TRY IT
Go through the records and report each line holding the string "modules".
(SUPPLIED DATA Opens)
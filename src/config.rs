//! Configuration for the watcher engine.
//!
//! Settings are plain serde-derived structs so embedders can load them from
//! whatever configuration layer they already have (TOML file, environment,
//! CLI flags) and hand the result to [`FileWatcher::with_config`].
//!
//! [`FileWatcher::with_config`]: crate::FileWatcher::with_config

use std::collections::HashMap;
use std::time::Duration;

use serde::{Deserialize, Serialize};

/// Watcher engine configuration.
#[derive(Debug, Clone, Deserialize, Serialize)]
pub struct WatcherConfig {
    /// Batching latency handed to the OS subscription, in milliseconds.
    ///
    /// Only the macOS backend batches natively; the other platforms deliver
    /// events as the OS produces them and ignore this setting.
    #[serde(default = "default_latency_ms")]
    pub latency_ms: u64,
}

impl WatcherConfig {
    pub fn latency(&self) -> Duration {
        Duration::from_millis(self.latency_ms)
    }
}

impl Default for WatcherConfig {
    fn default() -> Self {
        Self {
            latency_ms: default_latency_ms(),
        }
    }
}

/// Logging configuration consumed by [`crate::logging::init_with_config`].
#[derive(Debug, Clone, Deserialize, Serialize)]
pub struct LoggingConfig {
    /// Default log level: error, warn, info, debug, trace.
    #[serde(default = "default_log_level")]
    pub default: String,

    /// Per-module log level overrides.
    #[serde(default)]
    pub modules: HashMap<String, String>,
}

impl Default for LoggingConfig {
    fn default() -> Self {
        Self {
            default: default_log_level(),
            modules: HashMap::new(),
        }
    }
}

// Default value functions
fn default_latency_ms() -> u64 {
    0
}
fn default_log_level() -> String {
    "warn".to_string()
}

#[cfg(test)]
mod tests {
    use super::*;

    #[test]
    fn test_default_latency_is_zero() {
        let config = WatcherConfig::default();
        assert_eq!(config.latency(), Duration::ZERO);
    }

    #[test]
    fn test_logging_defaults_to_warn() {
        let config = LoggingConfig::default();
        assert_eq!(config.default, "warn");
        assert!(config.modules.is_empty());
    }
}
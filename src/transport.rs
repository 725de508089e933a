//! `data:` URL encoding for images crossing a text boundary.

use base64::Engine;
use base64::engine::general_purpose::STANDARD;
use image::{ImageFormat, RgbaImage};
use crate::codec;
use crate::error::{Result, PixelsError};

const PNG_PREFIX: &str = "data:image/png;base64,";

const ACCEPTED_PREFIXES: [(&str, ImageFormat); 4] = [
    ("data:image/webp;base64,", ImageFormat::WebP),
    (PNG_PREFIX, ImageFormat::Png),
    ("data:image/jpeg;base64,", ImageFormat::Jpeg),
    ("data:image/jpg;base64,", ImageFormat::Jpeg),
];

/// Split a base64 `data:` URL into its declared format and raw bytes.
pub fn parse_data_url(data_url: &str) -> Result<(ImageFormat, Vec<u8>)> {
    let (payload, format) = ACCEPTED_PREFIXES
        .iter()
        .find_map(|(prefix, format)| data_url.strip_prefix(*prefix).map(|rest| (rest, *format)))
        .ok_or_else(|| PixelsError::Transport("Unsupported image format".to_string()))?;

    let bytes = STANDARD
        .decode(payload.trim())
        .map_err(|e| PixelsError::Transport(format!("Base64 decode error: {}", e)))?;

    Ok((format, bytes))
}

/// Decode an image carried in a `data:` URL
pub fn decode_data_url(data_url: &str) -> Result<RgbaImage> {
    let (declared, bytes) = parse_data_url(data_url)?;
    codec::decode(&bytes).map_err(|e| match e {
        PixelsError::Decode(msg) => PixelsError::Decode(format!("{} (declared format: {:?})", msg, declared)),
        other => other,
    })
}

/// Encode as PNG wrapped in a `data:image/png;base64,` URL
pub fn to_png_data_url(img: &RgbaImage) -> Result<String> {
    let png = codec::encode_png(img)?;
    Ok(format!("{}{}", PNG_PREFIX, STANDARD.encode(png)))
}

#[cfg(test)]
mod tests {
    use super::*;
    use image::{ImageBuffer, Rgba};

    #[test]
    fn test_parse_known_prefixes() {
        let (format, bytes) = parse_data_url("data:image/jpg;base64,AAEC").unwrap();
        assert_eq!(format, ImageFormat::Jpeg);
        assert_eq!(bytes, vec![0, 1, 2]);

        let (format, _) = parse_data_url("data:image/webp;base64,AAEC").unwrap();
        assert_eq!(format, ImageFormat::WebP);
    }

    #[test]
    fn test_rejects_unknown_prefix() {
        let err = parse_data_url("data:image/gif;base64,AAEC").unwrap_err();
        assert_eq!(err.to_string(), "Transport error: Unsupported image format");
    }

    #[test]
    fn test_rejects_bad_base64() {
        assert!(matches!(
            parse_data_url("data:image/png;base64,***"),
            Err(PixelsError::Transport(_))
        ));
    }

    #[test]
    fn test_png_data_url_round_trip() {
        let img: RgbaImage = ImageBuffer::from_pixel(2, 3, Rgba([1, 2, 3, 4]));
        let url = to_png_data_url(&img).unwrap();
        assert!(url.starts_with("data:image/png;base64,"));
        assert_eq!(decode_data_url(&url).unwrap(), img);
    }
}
(SUPPLIED DATA Closes)
(SUPPLIED DATA Opens)
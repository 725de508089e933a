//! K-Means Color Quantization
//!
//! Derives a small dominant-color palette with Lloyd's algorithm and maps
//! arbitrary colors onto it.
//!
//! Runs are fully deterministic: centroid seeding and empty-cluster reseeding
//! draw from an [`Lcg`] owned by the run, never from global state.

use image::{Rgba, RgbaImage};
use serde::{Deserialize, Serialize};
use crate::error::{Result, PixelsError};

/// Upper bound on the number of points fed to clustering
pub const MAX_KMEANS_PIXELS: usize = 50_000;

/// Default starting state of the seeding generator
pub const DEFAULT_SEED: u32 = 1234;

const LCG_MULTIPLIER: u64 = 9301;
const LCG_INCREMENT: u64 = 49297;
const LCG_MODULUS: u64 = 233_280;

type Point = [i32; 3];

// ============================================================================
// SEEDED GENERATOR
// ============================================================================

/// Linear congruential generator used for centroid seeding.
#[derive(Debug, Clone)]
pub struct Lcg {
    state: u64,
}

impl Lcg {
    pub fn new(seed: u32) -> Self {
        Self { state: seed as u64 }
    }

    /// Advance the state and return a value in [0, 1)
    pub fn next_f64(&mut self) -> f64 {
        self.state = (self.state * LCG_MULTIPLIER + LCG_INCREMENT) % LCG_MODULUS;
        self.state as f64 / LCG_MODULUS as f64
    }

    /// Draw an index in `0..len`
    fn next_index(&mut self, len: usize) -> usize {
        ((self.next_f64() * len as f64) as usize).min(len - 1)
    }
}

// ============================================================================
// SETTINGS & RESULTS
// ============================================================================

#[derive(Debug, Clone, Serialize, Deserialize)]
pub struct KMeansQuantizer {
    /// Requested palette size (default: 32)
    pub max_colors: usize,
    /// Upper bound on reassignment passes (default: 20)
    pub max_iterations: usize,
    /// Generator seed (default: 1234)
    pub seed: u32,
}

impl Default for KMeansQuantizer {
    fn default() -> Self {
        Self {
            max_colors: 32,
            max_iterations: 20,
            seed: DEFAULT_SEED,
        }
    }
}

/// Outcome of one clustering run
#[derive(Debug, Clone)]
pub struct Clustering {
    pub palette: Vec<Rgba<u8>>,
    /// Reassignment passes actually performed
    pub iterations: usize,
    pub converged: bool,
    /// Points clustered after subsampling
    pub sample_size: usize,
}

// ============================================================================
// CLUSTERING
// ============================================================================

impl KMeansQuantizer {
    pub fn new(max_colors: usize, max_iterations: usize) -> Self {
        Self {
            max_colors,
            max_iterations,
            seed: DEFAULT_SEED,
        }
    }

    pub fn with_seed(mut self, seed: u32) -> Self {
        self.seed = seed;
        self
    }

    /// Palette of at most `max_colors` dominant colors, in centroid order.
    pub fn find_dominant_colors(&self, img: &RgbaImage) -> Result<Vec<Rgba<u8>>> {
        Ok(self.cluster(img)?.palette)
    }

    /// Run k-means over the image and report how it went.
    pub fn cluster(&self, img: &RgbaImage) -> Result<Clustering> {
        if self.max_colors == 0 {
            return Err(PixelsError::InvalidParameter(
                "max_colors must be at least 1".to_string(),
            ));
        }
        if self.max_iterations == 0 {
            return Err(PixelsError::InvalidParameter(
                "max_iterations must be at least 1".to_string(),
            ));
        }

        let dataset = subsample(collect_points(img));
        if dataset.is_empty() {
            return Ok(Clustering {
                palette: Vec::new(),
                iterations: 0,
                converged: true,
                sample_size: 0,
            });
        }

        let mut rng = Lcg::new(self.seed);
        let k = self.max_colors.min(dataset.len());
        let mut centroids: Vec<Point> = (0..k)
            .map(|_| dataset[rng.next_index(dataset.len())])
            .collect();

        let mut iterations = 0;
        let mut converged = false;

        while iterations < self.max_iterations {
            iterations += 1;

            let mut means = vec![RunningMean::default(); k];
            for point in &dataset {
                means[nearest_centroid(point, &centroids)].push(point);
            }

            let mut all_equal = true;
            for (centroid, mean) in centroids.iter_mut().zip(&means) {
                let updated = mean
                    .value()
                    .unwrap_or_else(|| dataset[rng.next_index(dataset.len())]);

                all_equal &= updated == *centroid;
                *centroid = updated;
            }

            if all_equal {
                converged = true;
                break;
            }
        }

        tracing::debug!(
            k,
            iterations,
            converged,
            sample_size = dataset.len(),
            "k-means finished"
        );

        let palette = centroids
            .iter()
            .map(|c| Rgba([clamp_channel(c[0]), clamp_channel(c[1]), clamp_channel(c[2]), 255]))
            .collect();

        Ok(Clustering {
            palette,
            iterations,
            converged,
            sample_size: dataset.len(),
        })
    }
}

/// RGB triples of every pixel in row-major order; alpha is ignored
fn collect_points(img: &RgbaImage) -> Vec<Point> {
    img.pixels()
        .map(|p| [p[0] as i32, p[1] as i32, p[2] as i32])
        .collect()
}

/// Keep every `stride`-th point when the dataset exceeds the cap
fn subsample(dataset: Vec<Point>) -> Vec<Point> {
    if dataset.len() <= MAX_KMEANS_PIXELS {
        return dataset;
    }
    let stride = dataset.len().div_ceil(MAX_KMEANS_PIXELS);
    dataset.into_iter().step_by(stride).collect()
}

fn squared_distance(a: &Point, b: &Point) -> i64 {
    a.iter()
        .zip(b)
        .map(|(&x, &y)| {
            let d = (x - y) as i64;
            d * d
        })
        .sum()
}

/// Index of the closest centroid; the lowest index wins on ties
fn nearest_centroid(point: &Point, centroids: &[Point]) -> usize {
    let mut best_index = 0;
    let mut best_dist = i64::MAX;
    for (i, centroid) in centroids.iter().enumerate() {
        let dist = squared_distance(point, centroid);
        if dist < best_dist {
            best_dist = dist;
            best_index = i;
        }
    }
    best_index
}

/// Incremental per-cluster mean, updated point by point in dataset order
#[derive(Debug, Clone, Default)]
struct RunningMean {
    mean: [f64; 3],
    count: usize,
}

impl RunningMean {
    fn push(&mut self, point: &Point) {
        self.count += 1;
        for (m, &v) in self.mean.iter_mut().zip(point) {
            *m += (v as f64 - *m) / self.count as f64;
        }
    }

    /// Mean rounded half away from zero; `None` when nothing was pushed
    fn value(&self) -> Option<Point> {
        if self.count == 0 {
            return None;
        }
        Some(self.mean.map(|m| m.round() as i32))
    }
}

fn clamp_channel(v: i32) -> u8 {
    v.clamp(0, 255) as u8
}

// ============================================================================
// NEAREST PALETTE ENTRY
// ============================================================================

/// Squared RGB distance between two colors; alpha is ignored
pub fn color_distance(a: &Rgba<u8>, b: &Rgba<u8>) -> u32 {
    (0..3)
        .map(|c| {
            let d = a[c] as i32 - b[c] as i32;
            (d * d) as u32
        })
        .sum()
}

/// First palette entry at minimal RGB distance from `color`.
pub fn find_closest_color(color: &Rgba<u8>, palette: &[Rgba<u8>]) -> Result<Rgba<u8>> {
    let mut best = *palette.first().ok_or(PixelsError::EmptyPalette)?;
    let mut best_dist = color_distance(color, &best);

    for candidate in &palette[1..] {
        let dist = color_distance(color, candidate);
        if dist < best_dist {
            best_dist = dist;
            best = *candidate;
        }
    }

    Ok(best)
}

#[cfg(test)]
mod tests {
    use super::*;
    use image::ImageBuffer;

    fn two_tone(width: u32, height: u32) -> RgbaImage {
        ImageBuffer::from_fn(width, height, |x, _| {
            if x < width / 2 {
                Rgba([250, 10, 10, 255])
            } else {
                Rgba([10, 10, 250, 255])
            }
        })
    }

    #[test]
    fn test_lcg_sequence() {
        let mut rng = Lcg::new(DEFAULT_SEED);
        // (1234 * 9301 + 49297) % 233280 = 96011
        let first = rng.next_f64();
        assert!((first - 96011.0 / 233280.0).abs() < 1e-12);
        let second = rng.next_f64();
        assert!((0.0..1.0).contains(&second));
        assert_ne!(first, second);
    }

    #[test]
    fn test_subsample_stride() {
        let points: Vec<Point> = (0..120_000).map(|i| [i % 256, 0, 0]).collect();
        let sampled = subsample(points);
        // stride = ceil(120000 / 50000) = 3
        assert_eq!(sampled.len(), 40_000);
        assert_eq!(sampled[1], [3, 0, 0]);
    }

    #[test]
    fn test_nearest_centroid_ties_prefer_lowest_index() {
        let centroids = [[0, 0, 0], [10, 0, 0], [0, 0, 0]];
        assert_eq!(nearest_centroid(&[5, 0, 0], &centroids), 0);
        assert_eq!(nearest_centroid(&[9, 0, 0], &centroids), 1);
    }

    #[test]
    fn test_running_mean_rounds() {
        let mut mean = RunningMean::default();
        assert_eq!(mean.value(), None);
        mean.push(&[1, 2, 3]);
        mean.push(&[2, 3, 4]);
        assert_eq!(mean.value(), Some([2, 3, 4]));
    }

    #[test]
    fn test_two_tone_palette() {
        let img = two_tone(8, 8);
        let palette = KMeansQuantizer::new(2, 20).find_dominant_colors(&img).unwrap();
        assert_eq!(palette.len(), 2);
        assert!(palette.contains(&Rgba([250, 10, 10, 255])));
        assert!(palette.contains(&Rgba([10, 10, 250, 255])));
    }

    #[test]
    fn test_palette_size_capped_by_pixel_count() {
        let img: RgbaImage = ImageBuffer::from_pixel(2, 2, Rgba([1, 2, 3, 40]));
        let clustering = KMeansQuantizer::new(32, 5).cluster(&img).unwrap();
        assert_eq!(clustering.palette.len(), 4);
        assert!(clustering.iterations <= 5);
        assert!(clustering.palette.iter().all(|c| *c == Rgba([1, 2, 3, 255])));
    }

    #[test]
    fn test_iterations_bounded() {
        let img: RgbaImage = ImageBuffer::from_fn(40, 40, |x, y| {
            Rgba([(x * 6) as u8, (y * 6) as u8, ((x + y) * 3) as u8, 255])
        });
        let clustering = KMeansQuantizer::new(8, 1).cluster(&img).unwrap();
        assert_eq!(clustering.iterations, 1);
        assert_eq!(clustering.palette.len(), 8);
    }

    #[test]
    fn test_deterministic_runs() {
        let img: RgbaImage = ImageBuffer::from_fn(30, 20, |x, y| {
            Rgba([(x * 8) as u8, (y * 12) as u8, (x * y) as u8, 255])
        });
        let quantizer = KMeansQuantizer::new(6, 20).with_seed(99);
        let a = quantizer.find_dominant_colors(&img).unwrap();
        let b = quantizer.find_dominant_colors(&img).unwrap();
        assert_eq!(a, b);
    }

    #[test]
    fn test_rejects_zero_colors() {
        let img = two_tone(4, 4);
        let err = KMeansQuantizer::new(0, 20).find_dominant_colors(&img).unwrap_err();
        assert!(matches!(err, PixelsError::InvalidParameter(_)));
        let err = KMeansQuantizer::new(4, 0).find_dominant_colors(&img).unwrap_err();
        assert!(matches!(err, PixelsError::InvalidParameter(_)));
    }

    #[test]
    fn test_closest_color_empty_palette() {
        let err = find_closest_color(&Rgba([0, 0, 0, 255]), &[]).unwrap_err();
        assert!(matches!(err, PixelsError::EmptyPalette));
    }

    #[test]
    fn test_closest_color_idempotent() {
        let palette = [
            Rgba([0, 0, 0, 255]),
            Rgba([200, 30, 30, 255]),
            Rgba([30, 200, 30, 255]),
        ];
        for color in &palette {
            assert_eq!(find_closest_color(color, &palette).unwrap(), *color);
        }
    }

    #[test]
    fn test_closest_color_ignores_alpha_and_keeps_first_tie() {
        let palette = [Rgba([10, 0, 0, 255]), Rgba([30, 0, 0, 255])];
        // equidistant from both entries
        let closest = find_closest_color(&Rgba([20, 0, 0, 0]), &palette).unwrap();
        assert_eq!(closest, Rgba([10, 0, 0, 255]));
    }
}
(SUPPLIED DATA Closes)
WRITTEN SOLUTION
    pub modules: HashMap<String, String>,
            modules: HashMap::new(),
        assert!(config.modules.is_empty());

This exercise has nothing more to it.